— О… — Она едва могла говорить. — Эта крыса! Этот хорек!
— То и другое сразу? — Он взял ее руку, чтобы помочь ей идти побыстрее.
Она позволила, но не могла успокоиться.
— Да если бы у меня был факел, я подожгла бы его ненавистный магазинчик!
— Мы сможем поджечь его на обратном пути из города, — милосердно сказал Алек.
— Это большое искушение. Хотела бы я никогда не видеть этого места.
Он ухмыльнулся:
— Вот так поворот! Мне следовало бы вернуться и поблагодарить мистера Преннера — он убедил вас там, где я полностью провалился.
— О, вот этого не надо!
Он рассмеялся. Крессида знала, что он смеется над ней, но она все еще пребывала в таком нервном возбуждении, что просто продолжала шагать вперед. Он оставался таким спокойным, таким невозмутимым. А ведь он ударил человека, лишил его сознания! И сделал это очень умело. Крессида время от времени поглядывала на него со смешанными чувствами: она была потрясена, восхищена и немного завидовала ему. Ей так хотелось самой наподдать мистеру Преннеру.

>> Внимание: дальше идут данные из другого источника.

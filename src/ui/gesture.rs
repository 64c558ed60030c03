/// Mouse gestures: swipes, double-clicks and on-screen buttons.
///
/// A press on the board starts a potential swipe; the release decides the
/// direction by the dominant axis of the drag, provided the drag exceeds
/// the threshold (in grid cells). Two presses on the board within the
/// double-click window toggle pause. Presses on the menu buttons or the
/// on-screen d-pad map straight to commands.

use std::time::{Duration, Instant};

use crate::config::InputConfig;
use crate::domain::grid::Direction;
use crate::sim::session::Command;
use crate::sim::world::Phase;
use super::input::PointerEvent;
use super::layout::{Layout, MenuButton, CELL_W};

/// Direction of a drag of (`dx`, `dy`) cells, or `None` when the
/// dominant component does not exceed `threshold`.
pub fn classify_swipe(dx: f32, dy: f32, threshold: f32) -> Option<Direction> {
    if dx.abs() > dy.abs() {
        if dx > threshold {
            Some(Direction::Right)
        } else if dx < -threshold {
            Some(Direction::Left)
        } else {
            None
        }
    } else if dy > threshold {
        Some(Direction::Down)
    } else if dy < -threshold {
        Some(Direction::Up)
    } else {
        None
    }
}

pub struct PointerTracker {
    threshold: f32,
    double_click: Duration,
    press: Option<(u16, u16)>,
    last_tap: Option<Instant>,
}

impl PointerTracker {
    pub fn new(cfg: &InputConfig) -> Self {
        PointerTracker {
            threshold: cfg.swipe_threshold,
            double_click: cfg.double_click,
            press: None,
            last_tap: None,
        }
    }

    /// Feed one pointer event. Commands that do not fit the phase are
    /// still returned; the session decides whether they apply.
    pub fn handle(&mut self, ev: PointerEvent, phase: Phase, layout: &Layout, now: Instant) -> Option<Command> {
        match ev {
            PointerEvent::Down { col, row } => self.press_at(col, row, phase, layout, now),
            PointerEvent::Up { col, row } => self.release_at(col, row),
        }
    }

    fn press_at(&mut self, col: u16, row: u16, phase: Phase, layout: &Layout, now: Instant) -> Option<Command> {
        self.press = None;
        match phase {
            Phase::Menu => match layout.menu_hit(col, row)? {
                MenuButton::Difficulty(d) => Some(Command::SelectDifficulty(d)),
                MenuButton::Start => Some(Command::Start),
            },
            Phase::Playing | Phase::Paused => {
                if let Some(dir) = layout.dpad_hit(col, row) {
                    return Some(Command::Steer(dir));
                }
                layout.board_cell(col, row)?;
                self.press = Some((col, row));
                match self.last_tap {
                    Some(t) if now.saturating_duration_since(t) < self.double_click => {
                        self.last_tap = None;
                        Some(Command::TogglePause)
                    }
                    _ => {
                        self.last_tap = Some(now);
                        None
                    }
                }
            }
            Phase::GameOver => None,
        }
    }

    fn release_at(&mut self, col: u16, row: u16) -> Option<Command> {
        let (c0, r0) = self.press.take()?;
        let dx = (col as f32 - c0 as f32) / CELL_W as f32;
        let dy = row as f32 - r0 as f32;
        classify_swipe(dx, dy, self.threshold).map(Command::Steer)
    }
}

#[cfg(test)]
mod tests {
    use super::*;
    use crate::domain::grid::Grid;
    use crate::sim::world::Difficulty;

    fn tracker() -> PointerTracker {
        PointerTracker::new(&InputConfig {
            swipe_threshold: 2.5,
            double_click: Duration::from_millis(300),
        })
    }

    fn layout() -> Layout {
        Layout::new(80, 24, Grid::new(30, 18))
    }

    #[test]
    fn swipe_uses_dominant_axis() {
        assert_eq!(classify_swipe(3.0, 1.0, 2.5), Some(Direction::Right));
        assert_eq!(classify_swipe(-3.0, 2.9, 2.5), Some(Direction::Left));
        assert_eq!(classify_swipe(1.0, -4.0, 2.5), Some(Direction::Up));
        assert_eq!(classify_swipe(0.0, 2.6, 2.5), Some(Direction::Down));
    }

    #[test]
    fn short_drags_are_ignored() {
        assert_eq!(classify_swipe(2.5, 0.0, 2.5), None);
        assert_eq!(classify_swipe(-1.0, 2.0, 2.5), None);
        assert_eq!(classify_swipe(0.0, 0.0, 2.5), None);
    }

    #[test]
    fn drag_across_board_steers() {
        let (mut t, l, now) = (tracker(), layout(), Instant::now());
        assert_eq!(t.handle(PointerEvent::Down { col: 10, row: 8 }, Phase::Playing, &l, now), None);
        // 8 columns = 4 cells to the left
        assert_eq!(
            t.handle(PointerEvent::Up { col: 2, row: 9 }, Phase::Playing, &l, now),
            Some(Command::Steer(Direction::Left))
        );
        // A release without a press does nothing
        assert_eq!(t.handle(PointerEvent::Up { col: 2, row: 2 }, Phase::Playing, &l, now), None);
    }

    #[test]
    fn horizontal_threshold_is_in_cells() {
        let (mut t, l, now) = (tracker(), layout(), Instant::now());
        t.handle(PointerEvent::Down { col: 10, row: 8 }, Phase::Playing, &l, now);
        // 4 columns is only 2 cells
        assert_eq!(t.handle(PointerEvent::Up { col: 14, row: 8 }, Phase::Playing, &l, now), None);
    }

    #[test]
    fn double_click_toggles_pause() {
        let (mut t, l, now) = (tracker(), layout(), Instant::now());
        let down = PointerEvent::Down { col: 20, row: 5 };
        assert_eq!(t.handle(down, Phase::Playing, &l, now), None);
        assert_eq!(
            t.handle(down, Phase::Playing, &l, now + Duration::from_millis(200)),
            Some(Command::TogglePause)
        );
        // The pair is consumed; a third quick click starts a new pair
        assert_eq!(t.handle(down, Phase::Paused, &l, now + Duration::from_millis(250)), None);
    }

    #[test]
    fn slow_clicks_do_not_pause() {
        let (mut t, l, now) = (tracker(), layout(), Instant::now());
        let down = PointerEvent::Down { col: 20, row: 5 };
        t.handle(down, Phase::Playing, &l, now);
        assert_eq!(t.handle(down, Phase::Playing, &l, now + Duration::from_millis(400)), None);
    }

    #[test]
    fn menu_buttons_select_and_start() {
        let (mut t, l, now) = (tracker(), layout(), Instant::now());
        assert_eq!(
            t.handle(PointerEvent::Down { col: 40, row: 14 }, Phase::Menu, &l, now),
            Some(Command::SelectDifficulty(Difficulty::Hard))
        );
        assert_eq!(
            t.handle(PointerEvent::Down { col: 35, row: 17 }, Phase::Menu, &l, now),
            Some(Command::Start)
        );
        assert_eq!(t.handle(PointerEvent::Down { col: 0, row: 0 }, Phase::Menu, &l, now), None);
    }

    #[test]
    fn dpad_buttons_steer() {
        let (mut t, l, now) = (tracker(), layout(), Instant::now());
        let (_, down) = l.dpad[3];
        assert_eq!(
            t.handle(PointerEvent::Down { col: down.col, row: down.row }, Phase::Playing, &l, now),
            Some(Command::Steer(Direction::Down))
        );
    }

    #[test]
    fn clicks_outside_board_are_not_taps() {
        let (mut t, l, now) = (tracker(), layout(), Instant::now());
        let outside = PointerEvent::Down { col: 0, row: 23 };
        assert_eq!(t.handle(outside, Phase::Playing, &l, now), None);
        assert_eq!(t.handle(outside, Phase::Playing, &l, now), None);
    }
}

Он перехватил ее взгляд и поднял брови:
— Все в порядке?
Она быстро отвела глаза и стала смотреть прямо перед собой.
— Все прекрасно.
Она заметила, что он все еще улыбается. Он оставил ее в таверне, сказав, что должен отлучиться до ужина, поскольку у него есть поручение. Крессида прошла в свою комнату и долго смотрела в окно, наблюдая суетную жизнь Лондона. Она не знала, что и думать обо всем этом. У отца был бизнес с этим жалким негодяем Преннером, он продавал литографии определенного сорта. Она могла понять, почему он ничего не сказал им об этом, потому что литографии скорее всего были похожи нате, которые она видела в магазине. Наверное, ей не стоило удивляться. У отца вошло в привычку рисовать для них маленькие смешные картинки в письмах, которые он посылал домой. У него всегда было прекрасное чувство юмора. А, появляясь дома, он рисовал миниатюрные портреты ее и Калли, которые потом брал с собой. Она понимала, что мистер Преннер не стал бы платить за рисунки кроликов и птичек или портреты девочек.
Крессида вздохнула. Может быть, ей и не стоило удивляться тому, что она узнала об отце. Всю ее жизнь он больше отсутствовал, чем был рядом, пока три года назад не оставил армию. Сколько Крессида помнила, он очень редко проводил дома больше нескольких недель подряд. Ее представление об отце складывалось по большей части из бабушкиных рассказов, которая считала, что их отец был самым умным, самым благородным и замечательным на всем белом свете. Приезжая в отпуск, он был веселым и добрым, много смеялся и был полон всяких фантастических замыслов. У него в карманах всегда были припасены конфеты для малышек и подарок для его матери. Крессида обожала отца как некое благородное и щедрое существо, время от времени появляющееся в ее жизни, но едва ли она могла сказать, что хорошо знает его.
За последние два года ее обожание несколько умерилось. Она повзрослела и смотрела на него уже совсем другими глазами. Он все еще оставался для нее обаятельным, но не только. Потому что был вспыльчивым, сумасбродным и расточительным. Иногда он бывал наглым, блефовал и, казалось, не понимал, почему Калли стала такой тихой и замкнутой. Может быть, они, взрослые, были для него такой же загадкой, как и он для них. Завоевать привязанность маленьких девочек легко, особенно если бабушка, пока его не было дома, каждый вечер пела ему дифирамбы, но две взрослые женщины видели его недостатки, и нравиться им было труднее.
Калли пережила неудачное замужество и вернулась домой еще более тихой, чем была раньше, а Крессида, после того как бабушка стала терять рассудок, превратилась в практичную домохозяйку. Отец являлся домой все такой же обаятельный и энергичный, как прежде, но они стали другими и уже не тянули к нему руки, затаив дыхание, когда он возникал на пороге с ранцем на плече. В общем, отец отвык жить дома, и они уже давно смирились с его постоянными отлучками.
Где-то в городе колокол на башенных часах начал отсчитывать время. Тени на улице стали длиннее, потом все подернулось серой дымкой, хотя небо было ясное. Приближалось время ужина. Майор распорядился, чтобы еду принесли в гостиную, и должен был ждать Крессиду там. Крессида умылась. Был еще один мужчина, которого она не могла понять, хотя в этом случае ее извиняло то, что она узнала его недавно. По некоторым сведениям, он был предателем и обманщиком, человеком, который пять лет, отсутствовал, а потом вернулся, как ни в чем не бывало, не сказав ни слова в свое оправдание. По Марстону ходили слухи, что эти годы он мог заниматься чем-нибудь противозаконным — от грабежей и мошенничества до убийств.